Sunak received 139k as PM and 293k as interest/dividends from savings and investments in 2022/2023. He paid £163,364 income tax on this £432,884 income - an effective rate of 37.7%. A teacher (in the pension scheme) on £38k in 22/23 would pay £7680 in tax and NI - an effective rate of 20.2%.

In addition he sold some investments with a Capital Gain of £1.8m on which he paid £359,240 CGT at 20%. People say why isn't CGT charged at the same rate as income tax. It used to be.

This gain could have come from a £3m investment he made in March 2015 that he sold for £4.8m in September 2022. We have no idea of the actual figures and we will never know. This is just an example to show how CGT works now and used to work in previous decades.

Before CGT was simplified to the current system (changes started by Labour in 2008) an allowance for inflation called indexation was applied and the taxpayer paid CGT at the same rate as their income tax. This indexation was reasonable as prices increase by inflation so an investment could be expected to have equivalent purchasing power years later when it was sold, and tax was only payable on any increase above inflation.

Under this far more complex system, the £3m purchase price would have been increased by RPI indexation from Mar15 to Sep22 which is 35.2%, so for tax purposes the purchase price would be £4.056m, the taxable gain would thus be £4.8m-£4.056m = £744,000 on which tax would be paid at 45%. The tax would thus be £334,800. As you can see this is a little less but very close to the amount paid under the current CGT system, yet the CGT is being paid at 45%. This system was used throughout the Thatcher, Major, Blair and part of Brown's government.

CrispsandCheeseSandwich · 10/02/2024 22:57

CurlsnSunshinetime4tea · 10/02/2024 15:57

OP do you take full advantage of the current tax laws and employ an accountant to help maximize your current and future income?
Most people I know do.
The more money you have the more tax minimizing schemes are legally available to you.

To be fair, I don't think OP is suggesting he is doing anything illegal. I think she is taking issue with the rules themselves, rather than saying he's breaking any.

MixedCouple · 17/02/2024 15:29

Oh yes I do not think anything illegal is going on....well I dont know, but not assuming that. Just blows my mind.

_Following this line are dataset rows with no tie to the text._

//! Launch-argument assembly for the two supervised products.
//!
//! Each provider resolves its runtime and support files up front and fails
//! with a configuration error before anything is spawned; a missing runtime
//! is never allowed to surface as a spawn-time surprise. Resolution order
//! for every path is: explicit override on the builder, then the process
//! environment variable, then the location bundled under the installation
//! home.

use std::path::{Path, PathBuf};

use stackwatch_core::{Error, LaunchSpec, Result};

use crate::supervisor::LaunchSpecProvider;

const ES_MAIN_CLASS: &str = "org.elasticsearch.bootstrap.Elasticsearch";

/// JVM-hosted search server: `java -Delasticsearch -Des.path.home=<home>
/// <jvm options> -cp <libs> <main class> -E path.conf=<config>`.
#[derive(Debug, Clone)]
pub struct ElasticsearchLaunch {
	pub home: PathBuf,
	pub config_dir: Option<PathBuf>,
	pub java_home: Option<PathBuf>,
	pub extra_args: Vec<String>,
}

impl ElasticsearchLaunch {
	pub fn new(home: impl Into<PathBuf>) -> Self {
		Self {
			home: home.into(),
			config_dir: None,
			java_home: None,
			extra_args: Vec::new(),
		}
	}

	pub fn config_dir(mut self, dir: impl Into<PathBuf>) -> Self {
		self.config_dir = Some(dir.into());
		self
	}

	pub fn java_home(mut self, dir: impl Into<PathBuf>) -> Self {
		self.java_home = Some(dir.into());
		self
	}

	pub fn extra_args<I, S>(mut self, args: I) -> Self
	where
		I: IntoIterator<Item = S>,
		S: Into<String>,
	{
		self.extra_args.extend(args.into_iter().map(Into::into));
		self
	}

	fn resolve_config_dir(&self) -> PathBuf {
		self.config_dir
			.clone()
			.or_else(|| env_path("ES_CONF_DIR"))
			.unwrap_or_else(|| self.home.join("config"))
	}

	fn resolve_java(&self) -> Result<PathBuf> {
		let java_home = self
			.java_home
			.clone()
			.or_else(|| env_path("JAVA_HOME"))
			.or_else(|| {
				let bundled = self.home.join("jdk");
				bundled.is_dir().then_some(bundled)
			})
			.ok_or_else(|| {
				Error::config(format!(
					"cannot locate a Java runtime: set JAVA_HOME or bundle one under {}",
					self.home.join("jdk").display()
				))
			})?;

		let java = java_home.join("bin").join("java");
		if !java.is_file() {
			return Err(Error::config(format!(
				"Java runtime at {} has no bin/java",
				java_home.display()
			)));
		}
		Ok(java)
	}

	fn classpath(&self) -> Result<String> {
		let lib = self.home.join("lib");
		let entries = std::fs::read_dir(&lib).map_err(|e| {
			Error::config(format!("cannot read library directory {}: {}", lib.display(), e))
		})?;

		let mut jars: Vec<String> = entries
			.flatten()
			.map(|entry| entry.path())
			.filter(|path| path.extension().and_then(|e| e.to_str()) == Some("jar"))
			.map(|path| path.display().to_string())
			.collect();
		if jars.is_empty() {
			return Err(Error::config(format!(
				"no jar libraries under {}",
				lib.display()
			)));
		}
		jars.sort();
		Ok(jars.join(":"))
	}

	fn jvm_options(&self, config_dir: &Path) -> Result<Vec<String>> {
		let path = config_dir.join("jvm.options");
		let content = std::fs::read_to_string(&path).map_err(|e| {
			Error::config(format!("cannot read JVM options file {}: {}", path.display(), e))
		})?;
		Ok(content
			.lines()
			.map(str::trim)
			.filter(|line| !line.is_empty() && !line.starts_with('#'))
			.map(str::to_string)
			.collect())
	}
}

impl LaunchSpecProvider for ElasticsearchLaunch {
	fn build(&self) -> Result<LaunchSpec> {
		let config_dir = self.resolve_config_dir();
		let java = self.resolve_java()?;
		let classpath = self.classpath()?;
		let jvm_options = self.jvm_options(&config_dir)?;

		Ok(LaunchSpec::new(java)
			.arg("-Delasticsearch")
			.arg(format!("-Des.path.home={}", self.home.display()))
			.args(jvm_options)
			.arg("-cp")
			.arg(classpath)
			.arg(ES_MAIN_CLASS)
			.arg("-E")
			.arg(format!("path.conf={}", config_dir.display()))
			.args(self.extra_args.iter().cloned())
			.env("ES_HOME", self.home.display().to_string()))
	}
}

/// Node-hosted dashboard server: `node --no-warnings <entry script>
/// --config <config file>`.
#[derive(Debug, Clone)]
pub struct KibanaLaunch {
	pub home: PathBuf,
	pub config_file: Option<PathBuf>,
	pub node_home: Option<PathBuf>,
	pub extra_args: Vec<String>,
}

impl KibanaLaunch {
	pub fn new(home: impl Into<PathBuf>) -> Self {
		Self {
			home: home.into(),
			config_file: None,
			node_home: None,
			extra_args: Vec::new(),
		}
	}

	pub fn config_file(mut self, path: impl Into<PathBuf>) -> Self {
		self.config_file = Some(path.into());
		self
	}

	pub fn node_home(mut self, dir: impl Into<PathBuf>) -> Self {
		self.node_home = Some(dir.into());
		self
	}

	pub fn extra_args<I, S>(mut self, args: I) -> Self
	where
		I: IntoIterator<Item = S>,
		S: Into<String>,
	{
		self.extra_args.extend(args.into_iter().map(Into::into));
		self
	}

	fn resolve_node(&self) -> Result<PathBuf> {
		let node_home = self
			.node_home
			.clone()
			.or_else(|| env_path("NODE_HOME"))
			.or_else(|| {
				let bundled = self.home.join("node");
				bundled.is_dir().then_some(bundled)
			})
			.ok_or_else(|| {
				Error::config(format!(
					"cannot locate a Node runtime: set NODE_HOME or bundle one under {}",
					self.home.join("node").display()
				))
			})?;

		let node = node_home.join("bin").join("node");
		if !node.is_file() {
			return Err(Error::config(format!(
				"Node runtime at {} has no bin/node",
				node_home.display()
			)));
		}
		Ok(node)
	}
}

impl LaunchSpecProvider for KibanaLaunch {
	fn build(&self) -> Result<LaunchSpec> {
		let node = self.resolve_node()?;

		let entry = self.home.join("src").join("cli");
		if !entry.exists() {
			return Err(Error::config(format!(
				"entry script missing at {}",
				entry.display()
			)));
		}

		let config_file = self
			.config_file
			.clone()
			.unwrap_or_else(|| self.home.join("config").join("kibana.yml"));
		if !config_file.is_file() {
			return Err(Error::config(format!(
				"config file missing at {}",
				config_file.display()
			)));
		}

		Ok(LaunchSpec::new(node)
			.arg("--no-warnings")
			.arg(entry.display().to_string())
			.arg("--config")
			.arg(config_file.display().to_string())
			.args(self.extra_args.iter().cloned()))
	}
}

fn env_path(name: &str) -> Option<PathBuf> {
	std::env::var_os(name)
		.filter(|v| !v.is_empty())
		.map(PathBuf::from)
}

#[cfg(test)]
mod tests {
	use super::*;
	use std::sync::atomic::{AtomicU32, Ordering};

	static TEST_COUNTER: AtomicU32 = AtomicU32::new(0);

	fn temp_dir(name: &str) -> PathBuf {
		let n = TEST_COUNTER.fetch_add(1, Ordering::SeqCst);
		let dir = std::env::temp_dir().join(format!("stackwatch-launch-{}-{}", n, name));
		let _ = std::fs::remove_dir_all(&dir);
		std::fs::create_dir_all(&dir).unwrap();
		dir
	}

	fn fake_es_home(name: &str) -> PathBuf {
		let home = temp_dir(name);
		std::fs::create_dir_all(home.join("lib")).unwrap();
		std::fs::write(home.join("lib/elasticsearch-5.6.3.jar"), b"").unwrap();
		std::fs::write(home.join("lib/lucene-core.jar"), b"").unwrap();
		std::fs::create_dir_all(home.join("config")).unwrap();
		std::fs::write(home.join("config/jvm.options"), "# heap\n-Xms1g\n\n-Xmx1g\n").unwrap();
		std::fs::create_dir_all(home.join("jdk/bin")).unwrap();
		std::fs::write(home.join("jdk/bin/java"), b"").unwrap();
		home
	}

	fn fake_kibana_home(name: &str) -> PathBuf {
		let home = temp_dir(name);
		std::fs::create_dir_all(home.join("src/cli")).unwrap();
		std::fs::create_dir_all(home.join("config")).unwrap();
		std::fs::write(home.join("config/kibana.yml"), "server.port: 5601\n").unwrap();
		std::fs::create_dir_all(home.join("node/bin")).unwrap();
		std::fs::write(home.join("node/bin/node"), b"").unwrap();
		home
	}

	#[test]
	fn es_spec_shape() {
		let home = fake_es_home("es-shape");
		let spec = ElasticsearchLaunch::new(&home)
			.java_home(home.join("jdk"))
			.config_dir(home.join("config"))
			.extra_args(["-E", "cluster.name=demo"])
			.build()
			.unwrap();

		assert_eq!(spec.program, home.join("jdk/bin/java"));
		assert_eq!(spec.args[0], "-Delasticsearch");
		assert_eq!(spec.args[1], format!("-Des.path.home={}", home.display()));
		// jvm.options lines, comments and blanks stripped
		assert!(spec.args.contains(&"-Xms1g".to_string()));
		assert!(spec.args.contains(&"-Xmx1g".to_string()));
		assert!(!spec.args.iter().any(|a| a.starts_with('#')));

		let cp_idx = spec.args.iter().position(|a| a == "-cp").unwrap();
		let cp = &spec.args[cp_idx + 1];
		assert!(cp.contains("elasticsearch-5.6.3.jar"));
		assert!(cp.contains("lucene-core.jar"));
		assert_eq!(spec.args[cp_idx + 2], ES_MAIN_CLASS);

		let e_idx = spec.args.iter().position(|a| a == "-E").unwrap();
		assert_eq!(
			spec.args[e_idx + 1],
			format!("path.conf={}", home.join("config").display())
		);
		assert_eq!(spec.args.last().unwrap(), "cluster.name=demo");
		assert_eq!(spec.env.get("ES_HOME").unwrap(), &home.display().to_string());

		let _ = std::fs::remove_dir_all(&home);
	}

	#[test]
	fn es_missing_libraries_is_configuration_error() {
		let home = fake_es_home("es-nolib");
		std::fs::remove_dir_all(home.join("lib")).unwrap();
		let err = ElasticsearchLaunch::new(&home)
			.java_home(home.join("jdk"))
			.build()
			.unwrap_err();
		assert!(matches!(err, Error::Configuration(_)), "got {:?}", err);
		let _ = std::fs::remove_dir_all(&home);
	}

	#[test]
	fn es_missing_jvm_options_is_configuration_error() {
		let home = fake_es_home("es-noopts");
		std::fs::remove_file(home.join("config/jvm.options")).unwrap();
		let err = ElasticsearchLaunch::new(&home)
			.java_home(home.join("jdk"))
			.config_dir(home.join("config"))
			.build()
			.unwrap_err();
		assert!(matches!(err, Error::Configuration(_)), "got {:?}", err);
		let _ = std::fs::remove_dir_all(&home);
	}

	#[test]
	fn es_java_home_without_binary_is_configuration_error() {
		let home = fake_es_home("es-badjava");
		std::fs::remove_file(home.join("jdk/bin/java")).unwrap();
		let err = ElasticsearchLaunch::new(&home)
			.java_home(home.join("jdk"))
			.build()
			.unwrap_err();
		match err {
			Error::Configuration(msg) => assert!(msg.contains("bin/java"), "msg: {}", msg),
			other => panic!("expected configuration error, got {:?}", other),
		}
		let _ = std::fs::remove_dir_all(&home);
	}

	#[test]
	fn es_bundled_jdk_fallback() {
		if std::env::var_os("JAVA_HOME").is_some() {
			// a real JAVA_HOME outranks the bundled fallback under test
			return;
		}
		let home = fake_es_home("es-bundled");
		// no override: the bundled jdk/ under home is picked up
		let spec = ElasticsearchLaunch::new(&home).build().unwrap();
		assert_eq!(spec.program, home.join("jdk/bin/java"));
		let _ = std::fs::remove_dir_all(&home);
	}

	#[test]
	fn kibana_spec_shape() {
		let home = fake_kibana_home("kb-shape");
		let spec = KibanaLaunch::new(&home)
			.node_home(home.join("node"))
			.build()
			.unwrap();

		assert_eq!(spec.program, home.join("node/bin/node"));
		assert_eq!(spec.args[0], "--no-warnings");
		assert_eq!(spec.args[1], home.join("src/cli").display().to_string());
		assert_eq!(spec.args[2], "--config");
		assert_eq!(spec.args[3], home.join("config/kibana.yml").display().to_string());
		let _ = std::fs::remove_dir_all(&home);
	}

	#[test]
	fn kibana_missing_entry_is_configuration_error() {
		let home = fake_kibana_home("kb-noentry");
		std::fs::remove_dir_all(home.join("src")).unwrap();
		let err = KibanaLaunch::new(&home)
			.node_home(home.join("node"))
			.build()
			.unwrap_err();
		assert!(matches!(err, Error::Configuration(_)), "got {:?}", err);
		let _ = std::fs::remove_dir_all(&home);
	}

	#[test]
	fn kibana_missing_config_is_configuration_error() {
		let home = fake_kibana_home("kb-noconf");
		std::fs::remove_file(home.join("config/kibana.yml")).unwrap();
		let err = KibanaLaunch::new(&home)
			.node_home(home.join("node"))
			.build()
			.unwrap_err();
		assert!(matches!(err, Error::Configuration(_)), "got {:?}", err);
		let _ = std::fs::remove_dir_all(&home);
	}
}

Yes I am of the mind that earnings / income should be taxed the same. No loopholes. Especially higher earners. And a higher earner for me (this is just my opinion) is anyone earning 100k plus should be taxed more.
I could go on.

My DH earns gross £50k snd he is taxed massive amounts. I no longer work and look after our DC. But know if I did we would probably in a much worse position.

I am a bit unrealistic I doubt anything will change that will benefit and help those on lower incomes to live a balanced life.

Side rant. I think it just blows my mind still how my parents in 1985 worked 6 years (minimum wage factory workers) and could afford to buy cash a 3 bed semi, 90foot back garden that coat 21k. And here we are my previous salary as a Radiographer was 29k and DH is 50K and we will never be able to afford a 3 bed semi with cash after only saving 6 years. Not even a bedsit! Not in 20years..
(P.s for religious reasons we dont deal with interest and loans etc)

OP posts:
WaitingfortheTardis · 17/02/2024 15:36

I think that's fine, it's proportionate to earnings. I have more of a problem with people avoiding tax in clever ways when they could easily afford to pay it.